Wednesday, May 9, 2012

Thursday's Therapy - How Do We Best Cope with Severe Loss and Trauma? (Part Five) ~With Dr. Mary Baures

Thursday's Therapy 
How Do We Best Cope 
Severe Loss and Trauma?
(Part Five) 

~With Dr. Mary Baures


By Dr. Mary Baures, Co-Producer and Author of Undaunted Spirits

Continued from last Thursday, the following is the final of the ten Coping Behaviors and Attitudes that Dr. Baures says Help Us Come Back from Profound Loss:

10.  Do not Generalize

People who get stuck in the grieving process often generalize the trauma to all of life. Because one person or group brutalized them, they seem to fear that many or most people are cruel and evil. The trauma, therefore, needs to be placed in a perspective which does not include the whole world.

Survivors need to realize that there is not only suffering, loss and evil, but also joy, support and loving.

When I compare the successful trauma survivors in my research to clients I used to see in the emergency room after suicide attempts, the ability to unite opposites emerges as an important prerequisite of survival from trauma. Those whom I met in the ER seemed to take one tragedy and generalize it to all of life. If someone had abused them, they felt that no-one was safe and that neglect, violence, sadism, danger and evil characterized all the world. These negative attitudes dampened all hope of being able to create a nurturing or productive future. In a present that may have been marked by constant flashbacks of past abuse, death seems preferable to the life they were living.

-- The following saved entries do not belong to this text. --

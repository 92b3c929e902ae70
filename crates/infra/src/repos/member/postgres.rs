use super::IMemberRepo;
use passgate_domain::{Member, Role};
use sqlx::{FromRow, PgPool};

pub struct PostgresMemberRepo {
    pool: PgPool,
}

impl PostgresMemberRepo {
    pub fn new(pool: PgPool) -> Self {
        Self { pool }
    }
}

#[derive(Debug, FromRow)]
struct MemberRaw {
    user_id: i64,
    full_name: String,
    role: String,
    email: Option<String>,
    is_banned: bool,
}

impl From<MemberRaw> for Member {
    fn from(m: MemberRaw) -> Self {
        Self {
            id: m.user_id,
            full_name: m.full_name,
            role: Role::new(m.role),
            email: m.email,
            is_banned: m.is_banned,
        }
    }
}

#[async_trait::async_trait]
impl IMemberRepo for PostgresMemberRepo {
    async fn save(&self, member: &Member) -> anyhow::Result<()> {
        sqlx::query(
            r#"
            INSERT INTO members(user_id, full_name, role, email, is_banned)
            VALUES($1, $2, $3, $4, $5)
            ON CONFLICT (user_id) DO UPDATE SET
                full_name = EXCLUDED.full_name,
                role = EXCLUDED.role,
                email = EXCLUDED.email,
                is_banned = EXCLUDED.is_banned
            "#,
        )
        .bind(member.id)
        .bind(&member.full_name)
        .bind(member.role.as_str())
        .bind(&member.email)
        .bind(member.is_banned)
        .execute(&self.pool)
        .await?;
        Ok(())
    }

    async fn find(&self, user_id: i64) -> anyhow::Result<Option<Member>> {
        let member = sqlx::query_as::<_, MemberRaw>("SELECT * FROM members WHERE user_id = $1")
            .bind(user_id)
            .fetch_optional(&self.pool)
            .await?;
        Ok(member.map(Member::from))
    }

    async fn find_many(&self, user_ids: &[i64]) -> anyhow::Result<Vec<Member>> {
        let members =
            sqlx::query_as::<_, MemberRaw>("SELECT * FROM members WHERE user_id = ANY($1)")
                .bind(user_ids)
                .fetch_all(&self.pool)
                .await?;
        Ok(members.into_iter().map(Member::from).collect())
    }
}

Psychiatrist Robert Lifton (1976), who studied survivors of Hiroshima and veterans of the Vietnam war, says that
"In a survivor's struggle between life and death, it is necessary to assemble those images and feelings that propel one toward the future."

Many of the survivors he interviewed had been to a "land of death," and returned with possibly grim, but also revitalizing truth which became a demand on the rest of us.

Lifton argues that the most poignant and difficult struggle in recovery is to reinstate a larger human connectedness. 

As survivors assimilate knowledge of an annihilating force into altered mental structures, they need to try and maintain harmony with the elements of life over time and space.

As we saw before, recovery entails both looking toward the future and an assertion of the continuity of life. 

The resilient individuals in this film accept the dark side of life without being defeated by it.

The catastrophes in their lives taught them that opposites do not root each other out. They found that struggling to accept losses involves many negative emotions, but that not all the emotions in a crisis are negative.

The Chinese character for crisis consists of two equal symbols: one meaning danger, the other opportunity.  

The survivors in this film came back from extreme hardship to take the opportunities that were opened by the very danger which threatened their lives.

Thank you to Dr. Mary Baures for her very enlightening article!